或最小化方差给定 expected return: $$ \min_w w^T \Sigma w \quad \text{s.t.} \quad \mu^T w \ge r_{target}, \sum w_i = 1 $$

问题

  1. 估计误差敏感(μ 错 1% → 仓位错 50%)
  2. 极端权重(concentration)
  3. 不稳定(小输入变化大输出变化)

1.2 Risk Parity

每个资产/策略对组合风险贡献相等:

$$ RC_i = w_i \cdot (\Sigma w)_i = \frac{1}{n} \sum_j w_j (\Sigma w)_j $$

数值求解(无 closed-form): $$ \min_w \sum_i \left( \frac{w_i (\Sigma w)_i}{w^T \Sigma w} - \frac{1}{n} \right)^2 $$

优势

  • 不需要估计 μ(μ 估计误差大)
  • 风险均衡分散
  • Bridgewater 全天候组合的核心

缺点

  • 高 vol 资产权重低,可能 underweight 高 yield 机会
  • 杠杆通常需要补足收益

1.3 Hierarchical Risk Parity (HRP)

López de Prado (2016) 提出,避免 inverse covariance 估计误差。

3 步

Step 1:Tree Clustering 对 correlation matrix 做 hierarchical clustering,得到 dendrogram。

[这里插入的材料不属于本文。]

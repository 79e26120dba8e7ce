//! Metadata enrichment
//!
//! Turns raw catalog rows into [`TableInfo`]s: infers identity and
//! extension semantics from naming conventions, maps native types onto
//! [`DataType`] and applies per-column overrides.

use std::collections::{BTreeMap, HashMap};

use dbstudio_core::naming::is_identity_name;
use dbstudio_core::{ColumnInfo, CustomColumnOverride, DataType, RawColumn, TableInfo};

use crate::keys;

/// Map a native SQL Server type name onto its canonical data type.
///
/// Brackets, any `schema.` prefix and a `(length)` suffix are ignored, as is
/// case. Unknown names map to [`DataType::Undefined`].
pub fn builtin_data_type(native_type: &str) -> DataType {
    match normalize_type_name(native_type).as_str() {
        "nvarchar" | "varchar" | "nchar" | "text" | "ntext" | "sysname" => DataType::String,
        "char" => DataType::Char,
        "bit" => DataType::Boolean,
        "time" => DataType::TimeOnly,
        "datetimeoffset" => DataType::DateTimeOffset,
        "date" | "datetime" | "datetime2" | "smalldatetime" => DataType::DateTime,
        "bigint" | "int" | "smallint" | "tinyint" => DataType::Integer,
        "real" | "float" => DataType::Float,
        "numeric" | "decimal" | "money" | "smallmoney" => DataType::Decimal,
        "binary" | "varbinary" | "image" | "timestamp" | "rowversion" => DataType::Binary,
        "uniqueidentifier" => DataType::Guid,
        "xml" => DataType::Xml,
        "json" => DataType::Json,
        _ => DataType::Undefined,
    }
}

fn normalize_type_name(native_type: &str) -> String {
    let stripped: String = native_type
        .chars()
        .filter(|c| *c != '[' && *c != ']')
        .collect();
    let name = stripped.rsplit('.').next().unwrap_or_default();
    let name = name.split('(').next().unwrap_or_default();
    name.trim().to_ascii_lowercase()
}

type ColumnKey = (String, String, String);

fn column_key(schema: &str, table: &str, column: &str) -> ColumnKey {
    (
        schema.to_ascii_lowercase(),
        table.to_ascii_lowercase(),
        column.to_ascii_lowercase(),
    )
}

/// Builds enriched table metadata from raw catalog rows
#[derive(Debug, Clone, Default)]
pub struct MetadataEnricher {
    type_aliases: HashMap<String, DataType>,
}

impl MetadataEnricher {
    pub fn new() -> Self {
        Self::default()
    }

    /// User-defined type names (e.g. `TCode`) consulted before the built-in map
    pub fn with_type_aliases<I, S>(mut self, aliases: I) -> Self
    where
        I: IntoIterator<Item = (S, DataType)>,
        S: AsRef<str>,
    {
        self.type_aliases.extend(
            aliases
                .into_iter()
                .map(|(name, data_type)| (normalize_type_name(name.as_ref()), data_type)),
        );
        self
    }

    pub fn infer_data_type(&self, native_type: &str, base_type: Option<&str>) -> DataType {
        if let Some(data_type) = self.type_aliases.get(&normalize_type_name(native_type)) {
            return *data_type;
        }
        match builtin_data_type(native_type) {
            DataType::Undefined => base_type.map_or(DataType::Undefined, builtin_data_type),
            data_type => data_type,
        }
    }

    /// Enrich every raw column, apply the connection's overrides and group
    /// the result into tables sorted by schema, then table.
    pub fn enrich(
        &self,
        raw_columns: Vec<RawColumn>,
        overrides: &[CustomColumnOverride],
    ) -> Vec<TableInfo> {
        let overrides: HashMap<ColumnKey, &CustomColumnOverride> = overrides
            .iter()
            .filter(|o| !o.is_empty())
            .map(|o| (column_key(&o.schema, &o.table, &o.column_name), o))
            .collect();

        let mut grouped: BTreeMap<(String, String), Vec<ColumnInfo>> = BTreeMap::new();
        for raw in raw_columns {
            let key = column_key(&raw.schema, &raw.table, &raw.column_name);
            let mut column = self.enrich_column(raw);
            if let Some(column_override) = overrides.get(&key) {
                apply_override(&mut column, column_override);
            }
            normalize(&mut column);
            grouped
                .entry((column.schema.clone(), column.table.clone()))
                .or_default()
                .push(column);
        }

        let tables: Vec<TableInfo> = grouped
            .into_iter()
            .map(|((schema, table), mut columns)| {
                columns.sort_by_key(|c| c.ordinal);
                keys::build_table(schema, table, columns)
            })
            .collect();

        tracing::debug!(
            table_count = tables.len(),
            override_count = overrides.len(),
            "enriched catalog"
        );
        tables
    }

    fn enrich_column(&self, raw: RawColumn) -> ColumnInfo {
        let is_identity =
            raw.is_identity || (raw.is_pk && is_identity_name(&raw.table, &raw.column_name));
        let is_extension = raw.is_fk
            && (raw.is_extension
                || (!is_identity
                    && raw.is_pk
                    && raw
                        .fk_table
                        .as_deref()
                        .is_some_and(|target| is_identity_name(target, &raw.column_name))));
        let data_type = self.infer_data_type(&raw.native_type, raw.base_type.as_deref());

        ColumnInfo {
            schema: raw.schema,
            table: raw.table,
            column_name: raw.column_name,
            ordinal: raw.ordinal,
            data_type,
            native_type: raw.native_type,
            default_value: raw.default_value,
            is_nullable: raw.is_nullable,
            is_identity,
            is_pk: raw.is_pk,
            is_fk: raw.is_fk,
            is_uk: raw.is_uk,
            is_extension,
            is_custom: false,
            fk_schema: raw.fk_schema,
            fk_table: raw.fk_table,
        }
    }
}

fn apply_override(column: &mut ColumnInfo, o: &CustomColumnOverride) {
    if let Some(v) = o.is_identity {
        column.is_identity = v;
    }
    if let Some(v) = o.is_nullable {
        column.is_nullable = v;
    }
    if let Some(v) = o.is_pk {
        column.is_pk = v;
    }
    if let Some(v) = o.is_fk {
        column.is_fk = v;
    }
    if let Some(v) = o.is_uk {
        column.is_uk = v;
    }
    if let Some(v) = o.is_extension {
        column.is_extension = v;
    }
    if let Some(v) = &o.fk_schema {
        column.fk_schema = Some(v.clone());
    }
    if let Some(v) = &o.fk_table {
        column.fk_table = Some(v.clone());
    }
    if let Some(v) = &o.default_value {
        column.default_value = Some(v.clone());
    }
    if let Some(v) = o.data_type {
        column.data_type = v;
    }
    column.is_custom = true;
}

/// Enforce that a foreign key has a target and an extension is a foreign key
fn normalize(column: &mut ColumnInfo) {
    if column.is_fk && column.fk_target().is_none() {
        tracing::warn!(
            table = %format!("{}.{}", column.schema, column.table),
            column = %column.column_name,
            "foreign key without target table, treating as plain column"
        );
        column.is_fk = false;
    }
    if column.is_extension && !column.is_fk {
        tracing::warn!(
            table = %format!("{}.{}", column.schema, column.table),
            column = %column.column_name,
            "extension column is not a foreign key, clearing extension flag"
        );
        column.is_extension = false;
    }
}

#[cfg(test)]
mod tests;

距离矩阵: $$ d_{ij} = \sqrt{\frac{1 - \rho_{ij}}{2}} $$

Step 2:Quasi-Diagonalization 按 dendrogram 顺序重排 covariance matrix,相似资产相邻。

Step 3:Recursive Bisection 递归对半分配权重:

  • 把资产分两半 $V_1, V_2$
  • 计算两半的 inverse-variance weighted 方差 $\tilde V_1, \tilde V_2$
  • 分配权重: $$ \alpha_1 = 1 - \frac{\tilde V_1}{\tilde V_1 + \tilde V_2}, \quad \alpha_2 = 1 - \alpha_1 $$
  • 递归到单资产

HRP 优势

  • 不需 invert covariance(avoid singularity)
  • 利用 cluster 结构
  • 比 RP 更稳健,特别是高维(资产数 > 50)

1.4 Black-Litterman

把 PM views 与 prior 结合,避免纯 mean-variance 的极端解。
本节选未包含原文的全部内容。